--- SOURCE INFORMATION ---
====
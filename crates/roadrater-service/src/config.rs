//! Service configuration.
//!
//! Loaded from environment variables at startup. Any invalid or
//! missing required value is an error; `main` propagates it so the
//! process exits instead of serving with a broken configuration.

/// Minimum accepted JWT secret length.
pub const MIN_JWT_SECRET_LEN: usize = 10;

/// Errors raised while loading configuration from the environment.
#[derive(Debug, thiserror::Error)]
pub enum ConfigError {
    /// A required environment variable is not set.
    #[error("missing required environment variable: {0}")]
    MissingVar(&'static str),

    /// An environment variable is set but cannot be parsed.
    #[error("invalid value for {name}: {value:?}")]
    InvalidVar {
        /// The variable name.
        name: &'static str,
        /// The rejected value.
        value: String,
    },

    /// The JWT secret is too short to sign tokens with.
    #[error("JWT_SECRET must be at least 10 characters")]
    WeakJwtSecret,
}

/// Service configuration loaded from environment variables.
#[derive(Debug, Clone)]
pub struct ServiceConfig {
    /// Port to listen on (default: 3001).
    pub port: u16,

    /// CORS allowed origins; `*` means any origin.
    pub cors_origins: Vec<String>,

    /// Shared secret for signing and verifying JWTs.
    pub jwt_secret: String,

    /// PostgreSQL connection URL.
    pub database_url: String,

    /// Maximum request body size in bytes (default: 1 MiB).
    pub max_body_bytes: usize,

    /// Request timeout in seconds (default: 30).
    pub request_timeout_seconds: u64,
}

impl ServiceConfig {
    /// Load configuration from environment variables.
    ///
    /// # Errors
    ///
    /// Returns a [`ConfigError`] when a required variable is absent,
    /// a value fails to parse, or the JWT secret is too short.
    pub fn from_env() -> Result<Self, ConfigError> {
        let jwt_secret = require_var("JWT_SECRET")?;
        if jwt_secret.chars().count() < MIN_JWT_SECRET_LEN {
            return Err(ConfigError::WeakJwtSecret);
        }

        let database_url = match std::env::var("DATABASE_URL") {
            Ok(url) => url,
            Err(_) => compose_database_url()?,
        };

        Ok(Self {
            port: parse_var("PORT", 3001)?,
            cors_origins: parse_origins(
                &std::env::var("CORS_ORIGIN").unwrap_or_else(|_| "*".into()),
            ),
            jwt_secret,
            database_url,
            max_body_bytes: parse_var("MAX_BODY_BYTES", 1024 * 1024)?,
            request_timeout_seconds: parse_var("REQUEST_TIMEOUT_SECONDS", 30)?,
        })
    }

    /// Socket address string to bind the listener on.
    #[must_use]
    pub fn listen_addr(&self) -> String {
        format!("0.0.0.0:{}", self.port)
    }
}

/// Build a connection URL from the individual `DB_*` / `POSTGRES_*`
/// variables when `DATABASE_URL` is not provided.
fn compose_database_url() -> Result<String, ConfigError> {
    let host = std::env::var("DB_HOST").unwrap_or_else(|_| "localhost".into());
    let port: u16 = parse_var("DB_PORT", 5432)?;
    let name = require_var("POSTGRES_DB")?;
    let user = require_var("POSTGRES_USER")?;
    let password = require_var("POSTGRES_PASSWORD")?;
    Ok(format!("postgres://{user}:{password}@{host}:{port}/{name}"))
}

fn require_var(name: &'static str) -> Result<String, ConfigError> {
    std::env::var(name).map_err(|_| ConfigError::MissingVar(name))
}

fn parse_var<T: std::str::FromStr>(name: &'static str, default: T) -> Result<T, ConfigError> {
    match std::env::var(name) {
        Ok(raw) => raw
            .parse()
            .map_err(|_| ConfigError::InvalidVar { name, value: raw }),
        Err(_) => Ok(default),
    }
}

fn parse_origins(raw: &str) -> Vec<String> {
    raw.split(',')
        .map(str::trim)
        .filter(|origin| !origin.is_empty())
        .map(ToString::to_string)
        .collect()
}

#[cfg(test)]
mod tests {
    use super::*;

    #[test]
    fn origins_are_split_and_trimmed() {
        assert_eq!(
            parse_origins("http://a.example, http://b.example ,"),
            vec!["http://a.example".to_string(), "http://b.example".to_string()]
        );
    }

    #[test]
    fn wildcard_origin_passes_through() {
        assert_eq!(parse_origins("*"), vec!["*".to_string()]);
    }
}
====
--- REQUIREMENT ---
Beginning with the line containing "the listener on." and ending with the last line of the listing above, return every line exactly and nothing else.

--- ANSWER FOR THIS EXERCISE ---
    /// Socket address string to bind the listener on.
    #[must_use]
    pub fn listen_addr(&self) -> String {
        format!("0.0.0.0:{}", self.port)
    }
}

/// Build a connection URL from the individual `DB_*` / `POSTGRES_*`
/// variables when `DATABASE_URL` is not provided.
fn compose_database_url() -> Result<String, ConfigError> {
    let host = std::env::var("DB_HOST").unwrap_or_else(|_| "localhost".into());
    let port: u16 = parse_var("DB_PORT", 5432)?;
    let name = require_var("POSTGRES_DB")?;
    let user = require_var("POSTGRES_USER")?;
    let password = require_var("POSTGRES_PASSWORD")?;
    Ok(format!("postgres://{user}:{password}@{host}:{port}/{name}"))
}

fn require_var(name: &'static str) -> Result<String, ConfigError> {
    std::env::var(name).map_err(|_| ConfigError::MissingVar(name))
}

fn parse_var<T: std::str::FromStr>(name: &'static str, default: T) -> Result<T, ConfigError> {
    match std::env::var(name) {
        Ok(raw) => raw
            .parse()
            .map_err(|_| ConfigError::InvalidVar { name, value: raw }),
        Err(_) => Ok(default),
    }
}

fn parse_origins(raw: &str) -> Vec<String> {
    raw.split(',')
        .map(str::trim)
        .filter(|origin| !origin.is_empty())
        .map(ToString::to_string)
        .collect()
}

#[cfg(test)]
mod tests {
    use super::*;

    #[test]
    fn origins_are_split_and_trimmed() {
        assert_eq!(
            parse_origins("http://a.example, http://b.example ,"),
            vec!["http://a.example".to_string(), "http://b.example".to_string()]
        );
    }

    #[test]
    fn wildcard_origin_passes_through() {
        assert_eq!(parse_origins("*"), vec!["*".to_string()]);
    }
}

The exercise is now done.